The notion that a state has a right to set conditions on rights guaranteed by the Constitution is a false notion. If such a thing were legal, there would have been no reason or purpose for the Constitution to exist at all. States that write laws conflicting with Constitutional guarantees are, in effect, trying to re-write or amend the Constitution by slow degrees and increments. That effort itself is also anti-Constitutional. The Constitution contains its own recipe for altering itself, and none of it involves legislative fiat. (Commenter)
The Supreme Court on Monday is set to hear its first major Second Amendment case in nearly a decade, weighing a challenge against a regulation in New York City that prevented licensed firearm owners from taking their weapons in and out of the city.

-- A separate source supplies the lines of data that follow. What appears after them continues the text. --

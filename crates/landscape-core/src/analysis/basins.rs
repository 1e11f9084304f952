//! Basins of consonance: bounded region growing from each accepted minimum.
use serde::{Deserialize, Serialize};

use super::extrema::{quantile_of, MinimaPoint};
use super::grid_walk::{BoundaryPolicy, Connectivity, GridBfs};
use crate::field::ScalarField;

#[derive(Debug, Clone, PartialEq, Serialize, Deserialize)]
#[serde(rename_all = "camelCase", default)]
pub struct BasinOptions {
    /// Multiplier on the local spread when deriving the admission threshold.
    pub threshold_std: f64,
    /// Cells around the seed sampled for the local spread.
    pub window_radius: usize,
    /// Quantile of above-seed deltas used as the spread.
    pub delta_quantile: f64,
    /// Metric distance cap from the seed.
    pub max_radius: Option<f64>,
    pub connectivity: Connectivity,
}

impl Default for BasinOptions {
    fn default() -> Self {
        Self {
            threshold_std: 1.0,
            window_radius: 3,
            delta_quantile: 0.9,
            max_radius: None,
            connectivity: Connectivity::Eight,
        }
    }
}

#[derive(Debug, Clone, Copy, PartialEq, Serialize, Deserialize)]
#[serde(rename_all = "camelCase")]
pub struct Basin {
    /// Admitted cells, seed included.
    pub cells: usize,
    /// Summed metric cell area.
    pub area: f64,
    /// Radius of the circle with the same area.
    pub radius: f64,
    /// Highest admissible value.
    pub threshold: f64,
}

/// Grow a basin around every minimum and record its area, equivalent radius
/// and threshold on the point. Returns the basins in the same order; points
/// outside the field are skipped.
pub fn estimate_basins(field: &ScalarField, minima: &mut [MinimaPoint], opts: &BasinOptions) -> Vec<Basin> {
    let mut bfs = GridBfs::new(field.width, field.height);
    estimate_basins_with(field, minima, opts, &mut bfs)
}

/// As [`estimate_basins`], reusing the caller's search marks. A search
/// sized for a different grid is replaced by one that fits `field`.
pub fn estimate_basins_with(
    field: &ScalarField,
    minima: &mut [MinimaPoint],
    opts: &BasinOptions,
    bfs: &mut GridBfs,
) -> Vec<Basin> {
    let (w, h) = (field.width, field.height);
    if bfs.dims() != (w, h) {
        log::debug!("basin search sized {:?} does not fit a {w}x{h} field; reallocating", bfs.dims());
        *bfs = GridBfs::new(w, h);
    }
    let areas = field.cell_areas();
    let mut cells = Vec::new();
    let mut basins = Vec::with_capacity(minima.len());

    for m in minima.iter_mut() {
        if m.ix >= w || m.iy >= h {
            continue;
        }
        let seed = m.iy * w + m.ix;
        let seed_value = field.data[seed];
        let threshold = seed_value + local_spread(field, m.ix, m.iy, opts) * opts.threshold_std;
        let (sx, sy) = (field.metric_x[m.ix], field.metric_y[m.iy]);
        let max_r2 = opts.max_radius.map(|r| r * r);

        bfs.flood(
            seed,
            opts.connectivity,
            BoundaryPolicy::Skip,
            |i| {
                let v = field.data[i];
                if !(v.is_finite() && v <= threshold) {
                    return false;
                }
                match max_r2 {
                    Some(r2) => {
                        let dx = field.metric_x[i % w] - sx;
                        let dy = field.metric_y[i / w] - sy;
                        dx * dx + dy * dy <= r2
                    }
                    None => true,
                }
            },
            &mut cells,
        );

        let area: f64 = cells.iter().map(|&i| areas[i]).sum();
        let basin = Basin {
            cells: cells.len(),
            area,
            radius: (area / std::f64::consts::PI).sqrt(),
            threshold,
        };
        m.basin_area = Some(basin.area);
        m.basin_radius = Some(basin.radius);
        m.basin_threshold = Some(basin.threshold);
        basins.push(basin);
    }
    basins
}

/// Quantile of the positive deltas above the seed within the window, or the
/// window's standard deviation when that is not positive.
fn local_spread(field: &ScalarField, ix: usize, iy: usize, opts: &BasinOptions) -> f64 {
    let (w, h) = (field.width, field.height);
    let r = opts.window_radius.max(1);
    let seed = field.get(iy, ix);
    let mut window = Vec::new();
    for ny in iy.saturating_sub(r)..=(iy + r).min(h - 1) {
        for nx in ix.saturating_sub(r)..=(ix + r).min(w - 1) {
            let v = field.get(ny, nx);
            if v.is_finite() {
                window.push(v);
            }
        }
    }
    let mut deltas: Vec<f64> = window.iter().map(|v| v - seed).filter(|d| *d > 0.0).collect();
    let q = quantile_of(&mut deltas, opts.delta_quantile.clamp(0.0, 1.0));
    if q.is_finite() && q > 0.0 {
        return q;
    }
    if window.is_empty() {
        return 0.0;
    }
    let mean = window.iter().sum::<f64>() / window.len() as f64;
    let var = window.iter().map(|v| (v - mean) * (v - mean)).sum::<f64>() / window.len() as f64;
    var.sqrt()
}
//! Plomp–Levelt / Sethares roughness-curve constants.
use serde::{Deserialize, Serialize};

use crate::error::ConfigError;

/// Shape of the pairwise roughness curve.
///
/// `a` and `b` are the decay rates of the two exponentials, `d_star` the
/// critical-bandwidth fraction at which roughness peaks, and `s1`/`s2` the
/// slope and intercept of the bandwidth line over the lower frequency.
#[derive(Debug, Clone, Copy, PartialEq, Serialize, Deserialize)]
#[serde(rename_all = "camelCase")]
pub struct RoughnessConstants {
    pub a: f64,
    pub b: f64,
    pub d_star: f64,
    pub s1: f64,
    pub s2: f64,
    /// Lower bound applied to both exponent arguments. Must be negative.
    #[serde(default, skip_serializing_if = "Option::is_none")]
    pub exp_clamp_min: Option<f64>,
}

pub const STANDARD_CONSTANTS: RoughnessConstants = RoughnessConstants {
    a: 3.5,
    b: 5.75,
    d_star: 0.24,
    s1: 0.021,
    s2: 19.0,
    exp_clamp_min: None,
};

impl Default for RoughnessConstants {
    fn default() -> Self {
        STANDARD_CONSTANTS
    }
}

impl RoughnessConstants {
    /// Reject constants that would make the curve meaningless.
    pub fn validate(&self) -> Result<(), ConfigError> {
        for (name, value) in [
            ("a", self.a),
            ("b", self.b),
            ("dStar", self.d_star),
            ("s1", self.s1),
            ("s2", self.s2),
        ] {
            if !value.is_finite() || value <= 0.0 {
                return Err(ConfigError::NonPositiveConstant { name, value });
            }
        }
        if self.b <= self.a {
            return Err(ConfigError::RateOrder { a: self.a, b: self.b });
        }
        if let Some(clamp) = self.exp_clamp_min {
            if !clamp.is_finite() || clamp >= 0.0 {
                return Err(ConfigError::ExpClampMin(clamp));
            }
        }
        Ok(())
    }
}
//! Iterated 3×3 box blur.
use super::grid_walk::{resolve_index, BoundaryPolicy};
use crate::field::ScalarField;

/// Blur `field` `iterations` times. `Mirror` reflects out-of-range
/// neighbours back into the grid; `Clamp` and `Skip` both leave them out of
/// the average. Non-finite neighbours are ignored.
pub fn box_blur(field: &ScalarField, iterations: usize, policy: BoundaryPolicy) -> ScalarField {
    field.with_data(box_blur_values(&field.data, field.width, field.height, iterations, policy))
}

pub fn box_blur_values(
    data: &[f64],
    width: usize,
    height: usize,
    iterations: usize,
    policy: BoundaryPolicy,
) -> Vec<f64> {
    let policy = match policy {
        BoundaryPolicy::Mirror => BoundaryPolicy::Mirror,
        BoundaryPolicy::Clamp | BoundaryPolicy::Skip => BoundaryPolicy::Skip,
    };
    let mut src = data.to_vec();
    let mut dst = vec![0.0; src.len()];
    for _ in 0..iterations {
        for r in 0..height {
            for c in 0..width {
                let (mut sum, mut count) = (0.0, 0usize);
                for dy in -1..=1isize {
                    let Some(nr) = resolve_index(r as isize + dy, height, policy) else { continue };
                    for dx in -1..=1isize {
                        let Some(nc) = resolve_index(c as isize + dx, width, policy) else { continue };
                        let v = src[nr * width + nc];
                        if v.is_finite() {
                            sum += v;
                            count += 1;
                        }
                    }
                }
                let i = r * width + c;
                dst[i] = if count > 0 { sum / count as f64 } else { src[i] };
            }
        }
        std::mem::swap(&mut src, &mut dst);
    }
    src
}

The legal battle was brought by gun rights activists after a federal appeals court upheld a city ordinance that allowed licensed residents to take their firearms outside of their homes to only seven shooting ranges within the city, thus prohibiting them from transporting the weapons to a second home or a gun range outside city limits.
New York City, though, changed the regulation to allow licensed firearm owners to transport their handguns out of the city. Officials contend the change settles the lawsuit and want the court to dismiss the challenge as moot.
The case, however, gives the high court a shot at expanding gun rights. It’s the first time since 2010 the justices will grapple with the reach of the constitutional right to keep and bear arms.